Concerns over gamification come from a variety of disciplines. For
example, managers fear a distracted workforce doing nothing more than playing
games, but these managers may be unfamiliar with the modern behavioural
techniques embedded within existing technology, systems and processes.
Slapdash implementation reduces
potential results, but you might get lucky
“I’m often asked about the worst examples of gamification,” says Gabe
Zichermann, CEO of the media company gamification.co and co-chair of the
Gamification Summit. “But even when companies add badges in what some might
call a slapdash kind of way, they’re still seeing some results in user
engagement. That’s what’s remarkable about gamification. Businesses add it
hoping to ‘move the needle’ 1 percent, and they end up [improving] by 50
percent.”
Zichermann’s note of optimism threaded with caution may be prudent given
the hype surrounding gamification. It is natural to question whether
gamification is just a rehashing of old ideas or if there is real value in
applying these science-based tactics in new ways to business problems.

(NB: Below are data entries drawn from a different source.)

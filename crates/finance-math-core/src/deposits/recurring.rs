use rust_decimal::Decimal;
use serde::{Deserialize, Serialize};

use crate::time_value::{annuity_factor, compound_factor, periodic_rate};
use crate::types::{Money, Percent, Years};
use crate::validation::{checked, require_non_negative, whole_months};
use crate::FinanceMathResult;

/// A fixed amount deposited at the end of every month.
#[derive(Debug, Clone, Serialize, Deserialize)]
pub struct RecurringDepositInput {
    pub monthly_deposit: Money,
    pub annual_rate_pct: Percent,
    pub term_years: Years,
}

#[derive(Debug, Clone, PartialEq, Serialize, Deserialize)]
pub struct RecurringDepositOutput {
    pub maturity_amount: Money,
    pub interest_earned: Money,
    pub total_investment: Money,
}

/// Recurring deposit maturity: D × ((1 + rm)^M − 1) / rm with monthly
/// compounding. A zero rate falls back to the plain sum D × M.
pub fn recurring_deposit(input: &RecurringDepositInput) -> FinanceMathResult<RecurringDepositOutput> {
    require_non_negative("monthly_deposit", input.monthly_deposit)?;
    require_non_negative("annual_rate_pct", input.annual_rate_pct)?;
    let months = whole_months("term_years", input.term_years)?;

    let rate = periodic_rate(input.annual_rate_pct, 12);
    let periods = Decimal::from(months);
    let growth = compound_factor(rate, months)?;

    let annuity = annuity_factor(rate, periods, growth)?;
    let maturity_amount = checked("monthly_deposit", input.monthly_deposit.checked_mul(annuity))?;
    let total_investment = checked("monthly_deposit", input.monthly_deposit.checked_mul(periods))?;

    Ok(RecurringDepositOutput {
        maturity_amount,
        interest_earned: maturity_amount - total_investment,
        total_investment,
    })
}
use std::collections::BTreeMap;

use rust_decimal_macros::dec;
use serde::{Deserialize, Serialize};

use super::holdings::{position_values, validate_holding, AssetType, Holding};
use crate::types::{Money, Percent};
use crate::validation::{checked, checked_sum};
use crate::FinanceMathResult;

/// Value and cost of a group of holdings.
#[derive(Debug, Clone, Default, PartialEq, Serialize, Deserialize)]
pub struct AllocationBucket {
    pub value: Money,
    pub investment: Money,
}

impl AllocationBucket {
    fn add(&mut self, value: Money, investment: Money) -> FinanceMathResult<()> {
        self.value = checked_sum([("current_price", self.value), ("current_price", value)])?;
        self.investment = checked_sum([("avg_price", self.investment), ("avg_price", investment)])?;
        Ok(())
    }
}

#[derive(Debug, Clone, PartialEq, Serialize, Deserialize)]
pub struct PortfolioStats {
    pub holdings_count: usize,
    pub total_value: Money,
    pub total_investment: Money,
    pub profit_loss: Money,
    pub profit_loss_pct: Option<Percent>,
    pub by_type: BTreeMap<AssetType, AllocationBucket>,
    pub by_sector: BTreeMap<String, AllocationBucket>,
}

/// Aggregate value, cost and profit/loss across holdings, grouped by asset
/// type and by sector. Holdings without a sector only count towards totals
/// and `by_type`.
pub fn portfolio_stats(holdings: &[Holding]) -> FinanceMathResult<PortfolioStats> {
    let mut totals = AllocationBucket::default();
    let mut by_type: BTreeMap<AssetType, AllocationBucket> = BTreeMap::new();
    let mut by_sector: BTreeMap<String, AllocationBucket> = BTreeMap::new();

    for holding in holdings {
        validate_holding(holding)?;

        let (value, investment) = position_values(holding)?;
        totals.add(value, investment)?;
        by_type.entry(holding.asset_type).or_default().add(value, investment)?;

        if let Some(sector) = holding.sector.as_deref().filter(|s| !s.trim().is_empty()) {
            by_sector.entry(sector.to_string()).or_default().add(value, investment)?;
        }
    }

    let AllocationBucket {
        value: total_value,
        investment: total_investment,
    } = totals;
    let profit_loss = total_value - total_investment;
    let profit_loss_pct = if total_investment.is_zero() {
        None
    } else {
        let pct = profit_loss
            .checked_div(total_investment)
            .and_then(|r| r.checked_mul(dec!(100)));
        Some(checked("avg_price", pct)?)
    };

    Ok(PortfolioStats {
        holdings_count: holdings.len(),
        total_value,
        total_investment,
        profit_loss,
        profit_loss_pct,
        by_type,
        by_sector,
    })
}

The critics: Don’t get caught
“shaving the yak”
“… And of course we’ll use gamification to incentivize people,” states a
professor of civil and environmental engineering from one of the United States’
leading universities. The professor has just finished proposing a hypothetical
solution to an urban transportation system.
A cross between a groan and a laugh emerges from the side of the room:
Adam Greenfield does not like gamification. He’s not alone in his concern.
Critics cite manipulation, fake fun, cheating, bad design, useless frivolity
and other issues that should be considered by those thinking about
gamification’s potential.
Greenfield, a regular speaker and consultant in user experience, brings
an interesting perspective to the critique of gamification. His career is an
intersection of the understanding of technology, human behaviour and design
elements that some believe are necessary before beginning any behavioural
analytic program.
“Gamification is not a substitute for good management,” he says. Many of
the practices discussed earlier, from having clear goals, objectives and
challenges to making sure you reward positive outcomes as quickly as possible,
are known to managers everywhere. Yet managers sometimes fail to take these
steps, and there is a risk that gamification simply becomes a stopgap measure
for poor management rather than [an] accelerator of business.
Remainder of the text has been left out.